Dataset items
------------------------------------------------------------
//! Reconnecting peer client.
//!
//! ```text
//!   enable()                                         disable()
//!      │                                                 │
//!      ▼                                                 ▼
//!   ┌────────┐  select   ┌────────────┐  ready   ┌───────────┐
//!   │ sleep  │ ───────▶  │ Connecting │ ───────▶ │ Connected │
//!   └────────┘           └────────────┘          └───────────┘
//!      ▲                      │ fail                   │ drop
//!      └──────────────────────┴────────────────────────┘
//!              next_delay(attempt, failures, endpoints)
//! ```
//!
//! While connected the client answers the server's filesystem calls from
//! the [`SharedFsOps`] it was built with.

use std::sync::Arc;
use std::time::SystemTime;

use parking_lot::Mutex;
use tokio::sync::watch;
use tokio::task::JoinHandle;
use tokio_tungstenite::tungstenite::client::IntoClientRequest;
use tokio_tungstenite::tungstenite::http::{HeaderValue, header};
use tokio_util::sync::CancellationToken;
use tracing::{debug, info, warn};
use webfs_kernel::SharedFsOps;
use webfs_rpc::{FsService, PeerConnection, Transport};
use webfs_types::PeerIdentity;

use crate::config::ClientConfig;
use crate::endpoint::{Attempt, EndpointSet, next_delay};
use crate::error::{ClientError, ClientResult};

/// What the client is doing right now.
#[derive(Debug, Clone, PartialEq, Eq)]
pub enum ClientStatus {
    /// Not trying to connect.
    Disabled,
    /// Attempt in progress.
    Connecting { url: String, attempt: u32 },
    Connected { url: String },
    /// Between attempts.
    Disconnected,
}

struct Shared {
    config: ClientConfig,
    service: Arc<FsService>,
    endpoints: Mutex<EndpointSet>,
    status: watch::Sender<ClientStatus>,
    current: Mutex<Option<Arc<PeerConnection>>>,
}

pub struct WebFsClient {
    shared: Arc<Shared>,
    task: Mutex<Option<(CancellationToken, JoinHandle<()>)>>,
}

impl WebFsClient {
    pub fn new(config: ClientConfig, ops: SharedFsOps) -> Self {
        let endpoints = EndpointSet::new(config.endpoint_urls());
        let (status, _) = watch::channel(ClientStatus::Disabled);
        Self {
            shared: Arc::new(Shared {
                config,
                service: Arc::new(FsService::new(ops)),
                endpoints: Mutex::new(endpoints),
                status,
                current: Mutex::new(None),
            }),
            task: Mutex::new(None),
        }
    }

    pub fn config(&self) -> &ClientConfig {
        &self.shared.config
    }

    /// Start connecting. No-op if already enabled. Must be called inside a
    /// tokio runtime.
    pub fn enable(&self) {
        let mut task = self.task.lock();
        if task.is_some() {
            return;
        }
        let cancel = CancellationToken::new();
        let handle = tokio::spawn(probe_loop(self.shared.clone(), cancel.clone()));
        *task = Some((cancel, handle));
        info!(origin = %self.shared.config.origin, "client enabled");
    }

    /// Stop connecting and close any live connection. Returns once the
    /// probe task has finished.
    pub async fn disable(&self) {
        let task = self.task.lock().take();
        let Some((cancel, handle)) = task else {
            return;
        };
        cancel.cancel();
        if let Err(e) = handle.await {
            warn!("probe task ended abnormally: {e}");
        }
        self.shared.status.send_replace(ClientStatus::Disabled);
        info!("client disabled");
    }

    pub fn is_enabled(&self) -> bool {
        self.task.lock().is_some()
    }

    pub fn is_connected(&self) -> bool {
        matches!(*self.shared.status.borrow(), ClientStatus::Connected { .. })
    }

    pub fn status(&self) -> ClientStatus {
        self.shared.status.borrow().clone()
    }

    pub fn subscribe(&self) -> watch::Receiver<ClientStatus> {
        self.shared.status.subscribe()
    }

    /// The live connection, if any.
    pub fn connection(&self) -> Option<Arc<PeerConnection>> {
        self.shared.current.lock().clone()
    }

    /// Snapshot of endpoint bookkeeping.
    pub fn endpoints(&self) -> EndpointSet {
        self.shared.endpoints.lock().clone()
    }
}

impl Drop for WebFsClient {
    fn drop(&mut self) {
        if let Some((cancel, _)) = self.task.lock().take() {
            cancel.cancel();
        }
    }
}

// ============================================================================
// Probe loop
// ============================================================================

async fn probe_loop(shared: Arc<Shared>, cancel: CancellationToken) {
    let endpoint_count = shared.endpoints.lock().len();
    let mut failures_in_row = 0usize;
    let mut attempt_no = 0u32;

    while !cancel.is_cancelled() {
        let selected = {
            let mut endpoints = shared.endpoints.lock();
            endpoints.select().and_then(|index| {
                endpoints.begin(index, SystemTime::now());
                endpoints.get(index).map(|e| (index, e.url.clone()))
            })
        };
        let Some((index, url)) = selected else {
            warn!("no endpoints configured");
            break;
        };

        attempt_no = attempt_no.wrapping_add(1);
        shared.status.send_replace(ClientStatus::Connecting {
            url: url.clone(),
            attempt: attempt_no,
        });
        debug!(%url, attempt = attempt_no, "connecting");

        let outcome = match connect(&shared, &url, &cancel).await {
            Ok(conn) => {
                failures_in_row = 0;
                attempt_no = 0;
                shared.endpoints.lock().verified(index, SystemTime::now());
                info!(%url, connection = %conn.id(), "connected");
                *shared.current.lock() = Some(conn.clone());
                shared.status.send_replace(ClientStatus::Connected { url: url.clone() });

                let cancelled = tokio::select! {
                    _ = cancel.cancelled() => true,
                    _ = conn.closed() => false,
                };
                if cancelled {
                    conn.close();
                    conn.closed().await;
                }
                shared.current.lock().take();
                // Still the last verified endpoint; retry it first.
                shared.endpoints.lock().verified(index, SystemTime::now());
                info!(%url, "disconnected");
                Attempt::Dropped
            }
            Err(ClientError::Cancelled) => break,
            Err(e) => {
                failures_in_row += 1;
                shared.endpoints.lock().invalid(index);
                debug!(%url, failures_in_row, "attempt failed: {e}");
                Attempt::Failed
            }
        };
        if cancel.is_cancelled() {
            break;
        }
        shared.status.send_replace(ClientStatus::Disconnected);

        let delay = next_delay(outcome, failures_in_row, endpoint_count, &shared.config.retry);
        tokio::select! {
            _ = cancel.cancelled() => break,
            _ = tokio::time::sleep(delay) => {}
        }
    }
    debug!("probe loop stopped");
}

/// One attempt: WebSocket upgrade with our origin, then the readiness
/// handshake.
async fn connect(
    shared: &Shared,
    url: &str,
    cancel: &CancellationToken,
) -> ClientResult<Arc<PeerConnection>> {
    let config = &shared.config;
    let mut request = url.into_client_request()?;
    let origin = HeaderValue::from_str(&config.origin)
        .map_err(|_| ClientError::InvalidOrigin(config.origin.clone()))?;
    request.headers_mut().insert(header::ORIGIN, origin);

    let upgrade = tokio::time::timeout(
        config.connect_timeout,
        tokio_tungstenite::connect_async(request),
    );
    let (ws, _response) = tokio::select! {
        _ = cancel.cancelled() => return Err(ClientError::Cancelled),
        result = upgrade => result.map_err(|_| ClientError::Timeout)??,
    };

    let conn = PeerConnection::start(
        Transport::websocket(ws),
        PeerIdentity::new(&config.host),
        url,
        shared.service.clone(),
        config.connection_options(),
    )?;
    let ready = tokio::select! {
        _ = cancel.cancelled() => {
            conn.close();
            return Err(ClientError::Cancelled);
        }
        ready = conn.when_ready() => ready,
    };
    if !ready {
        conn.close();
        return Err(ClientError::Handshake);
    }
    Ok(conn)
}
------------------------------------------------------------
* [Task to complete]
Filter the records down to the lines containing the word "Transport", and copy those.

* [Your response]
use webfs_rpc::{FsService, PeerConnection, Transport};
        Transport::websocket(ws),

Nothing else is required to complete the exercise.